Feeding mechanisms: Many species of osteichthyes are predators who eat other fish, mollusks, crustaceans and worms. There are also species of bony fish that eat plants and omnivorous bony fish that are opportunistic feeders and will eat whatever is most readily available. Some bony fish are also filter feeders that ingest plankton from the water that surrounds them. The digestive system of most bony fish is very similar to the mammalian digestive system. Many bony fish have accessory teeth in the roof of their oral cavity and on the tongue. Many have accessory teeth or gill rakers in the pharynx both of which assist in the digestion of food.

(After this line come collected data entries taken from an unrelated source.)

//! Service container for dependency injection
//!
//! Wires the store collaborators together and owns the default-store slot:
//! the container is the application context through which the single
//! auto-saving store is handed out.

use std::path::Path;
use std::sync::Arc;

use tracing::debug;

use crate::application::{
    ApplicationError, ApplicationResult, BookmarkStore, BookmarksModel, DefaultStoreSlot,
    StoreServices,
};
use crate::config::Settings;
use crate::domain::DomainError;
use crate::infrastructure::registry::ModuleCatalog;
use crate::infrastructure::traits::{
    Clock, FileSystem, IdentityKeyNormalizer, KeyNormalizer, ModuleRegistry, RealFileSystem,
    SystemClock,
};

/// Container holding all application services.
pub struct ServiceContainer {
    /// Application settings
    pub settings: Arc<Settings>,

    /// Filesystem abstraction
    pub fs: Arc<dyn FileSystem>,

    /// Installed modules
    pub modules: Arc<dyn ModuleRegistry>,

    /// Verse-key translation
    pub keys: Arc<dyn KeyNormalizer>,

    /// Time source for deferred saves
    pub clock: Arc<dyn Clock>,

    default_slot: DefaultStoreSlot,
}

impl ServiceContainer {
    /// Create a new service container with real implementations.
    ///
    /// The module registry is seeded from the `modules` list in the settings.
    pub fn new(settings: Settings) -> Self {
        let modules = Arc::new(ModuleCatalog::from_config(&settings.modules));
        Self::with_deps(
            settings,
            Arc::new(RealFileSystem),
            modules,
            Arc::new(IdentityKeyNormalizer),
            Arc::new(SystemClock),
        )
    }

    /// Create a service container with custom dependencies (for testing).
    pub fn with_deps(
        settings: Settings,
        fs: Arc<dyn FileSystem>,
        modules: Arc<dyn ModuleRegistry>,
        keys: Arc<dyn KeyNormalizer>,
        clock: Arc<dyn Clock>,
    ) -> Self {
        let settings = Arc::new(settings);

        Self {
            settings,
            fs,
            modules,
            keys,
            clock,
            default_slot: DefaultStoreSlot::new(),
        }
    }

    pub fn store_services(&self) -> StoreServices {
        StoreServices {
            fs: Arc::clone(&self.fs),
            modules: Arc::clone(&self.modules),
            keys: Arc::clone(&self.keys),
            clock: Arc::clone(&self.clock),
            default_file: self.settings.bookmarks_path(),
            locale: self.settings.booknames_locale.clone(),
            save_delay: self.settings.save_delay(),
        }
    }

    /// True while a default store handed out by this container is alive.
    pub fn default_store_open(&self) -> bool {
        self.default_slot.is_taken()
    }

    /// Empty model that never saves on its own.
    pub fn open_model(&self) -> BookmarksModel {
        BookmarksModel::new(BookmarkStore::new(self.store_services()))
    }

    /// Model holding the contents of `path`. Fails if the file cannot be
    /// loaded; a document whose root holds no items opens empty.
    pub fn open_model_from(&self, path: &Path) -> ApplicationResult<BookmarksModel> {
        let mut store = BookmarkStore::new(self.store_services());
        match store.try_load(Some(path), None) {
            Ok(_) => {}
            Err(ApplicationError::Domain(DomainError::EmptyDocument)) => {
                debug!("{} holds no bookmarks, starting empty", path.display());
            }
            Err(e) => return Err(e),
        }
        Ok(BookmarksModel::new(store))
    }

    /// The auto-saving model bound to the default bookmark file.
    ///
    /// At most one may exist at a time; a missing or unreadable default
    /// file yields an empty tree.
    pub fn open_default_model(&self) -> ApplicationResult<BookmarksModel> {
        let guard = self
            .default_slot
            .claim()
            .ok_or(ApplicationError::DefaultStoreTaken)?;
        let mut store = BookmarkStore::new_default(self.store_services(), guard);
        store.load(None, None);
        debug!(
            "default store opened on {}",
            store.default_file().display()
        );
        Ok(BookmarksModel::new(store))
    }
}
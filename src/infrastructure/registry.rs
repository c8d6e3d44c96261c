//! Module registry backed by the `modules` list in the settings

use std::collections::BTreeMap;

use crate::config::ModuleConfig;
use crate::domain::ModuleInfo;
use crate::infrastructure::traits::ModuleRegistry;

/// Fixed set of modules known at startup.
#[derive(Debug, Clone, Default)]
pub struct ModuleCatalog {
    modules: BTreeMap<String, ModuleInfo>,
}

impl ModuleCatalog {
    pub fn new(modules: impl IntoIterator<Item = ModuleInfo>) -> Self {
        Self {
            modules: modules
                .into_iter()
                .map(|module| (module.name.clone(), module))
                .collect(),
        }
    }

    pub fn from_config(modules: &[ModuleConfig]) -> Self {
        Self::new(modules.iter().map(|m| {
            ModuleInfo::new(m.name.clone(), m.module_type).with_description(m.description.clone())
        }))
    }

    pub fn len(&self) -> usize {
        self.modules.len()
    }

    pub fn is_empty(&self) -> bool {
        self.modules.is_empty()
    }
}

impl ModuleRegistry for ModuleCatalog {
    fn find_module_by_name(&self, name: &str) -> Option<ModuleInfo> {
        self.modules.get(name).cloned()
    }
}

#[cfg(test)]
mod tests {
    use super::*;
    use crate::domain::ModuleType;

    #[test]
    fn finds_configured_modules_by_exact_name() {
        let catalog = ModuleCatalog::from_config(&[ModuleConfig {
            name: "KJV".into(),
            module_type: ModuleType::Bible,
            description: "King James Version".into(),
        }]);

        let kjv = catalog.find_module_by_name("KJV").unwrap();
        assert_eq!(kjv.module_type, ModuleType::Bible);
        assert_eq!(kjv.description, "King James Version");
        assert!(catalog.find_module_by_name("kjv").is_none());
    }
}
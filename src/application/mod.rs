//! Application layer: the bookmark store and its tree-table model
//!
//! This layer orchestrates domain logic and depends on I/O boundary traits.

pub mod error;
pub mod error_ext;
pub mod model;
pub mod save_timer;
pub mod store;

pub use error::{ApplicationError, ApplicationResult};
pub use error_ext::IoResultExt;
pub use model::{BookmarksModel, LayoutChange, ModelIndex, NEW_FOLDER_NAME};
pub use save_timer::SaveTimer;
pub use store::{BookmarkStore, DefaultStoreGuard, DefaultStoreSlot, StoreServices, UNKNOWN_MODULE};
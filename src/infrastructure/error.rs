//! Infrastructure-level errors (wraps application errors)

use thiserror::Error;

use crate::application::ApplicationError;

/// Infrastructure errors wrap application errors and add I/O-level concerns.
#[derive(Error, Debug)]
pub enum InfraError {
    #[error("{0}")]
    Application(#[from] ApplicationError),

    #[error("I/O error: {context}")]
    Io {
        context: String,
        #[source]
        source: std::io::Error,
    },
}

impl InfraError {
    /// Create an I/O error with context.
    pub fn io(context: impl Into<String>, source: std::io::Error) -> Self {
        Self::Io {
            context: context.into(),
            source,
        }
    }
}

/// Result type for infrastructure layer operations.
pub type InfraResult<T> = Result<T, InfraError>;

Reproduction: Reproduction in bony fish is typically external. Typically a female will lay many eggs in the sand or mud in the body of water that the fish typically live in. These unfertilized fish eggs are called roe and can be sold as caviar if they belong to certain species. The male will proceed to release milt, a milky fluid that contains sperm, onto the eggs fertilizing most of them. While there is little parental protection of young after the eggs hatch, parents often protect fertilized eggs. A quintessential example of this is the male seahorse that protects fertilized eggs in a pouch. Many consider this to be male pregnancy. Some species of bony fish are hermaphrodites. There are also a few species of bony fish that undergo internal reproduction but these are rare exceptions.
Unique Characteristics: Most bony fish have swim bladders. These are cavities in the fish that the fish either emits or releases air into to control buoyancy. This is how fish control the level they are at in the body of water they inhabit. The fish generates gas to fill the bladder with a gas gland that emits carbon dioxide. The swim bladder is evolutionarily homologous to the lungs in that terrestrial and aquatic animals both have structures in the same area of their body that or filled with air. It is clear that the swim bladder evolved into the lungs and Charles Darwin observed this in his book, On the Origin of Species. This is most obvious in the lungfish, which has primitive lungs in the same place that other fish have swim
bladders. The lungfish is in the same infraclass that eventually evolved to form all terrestrial animals.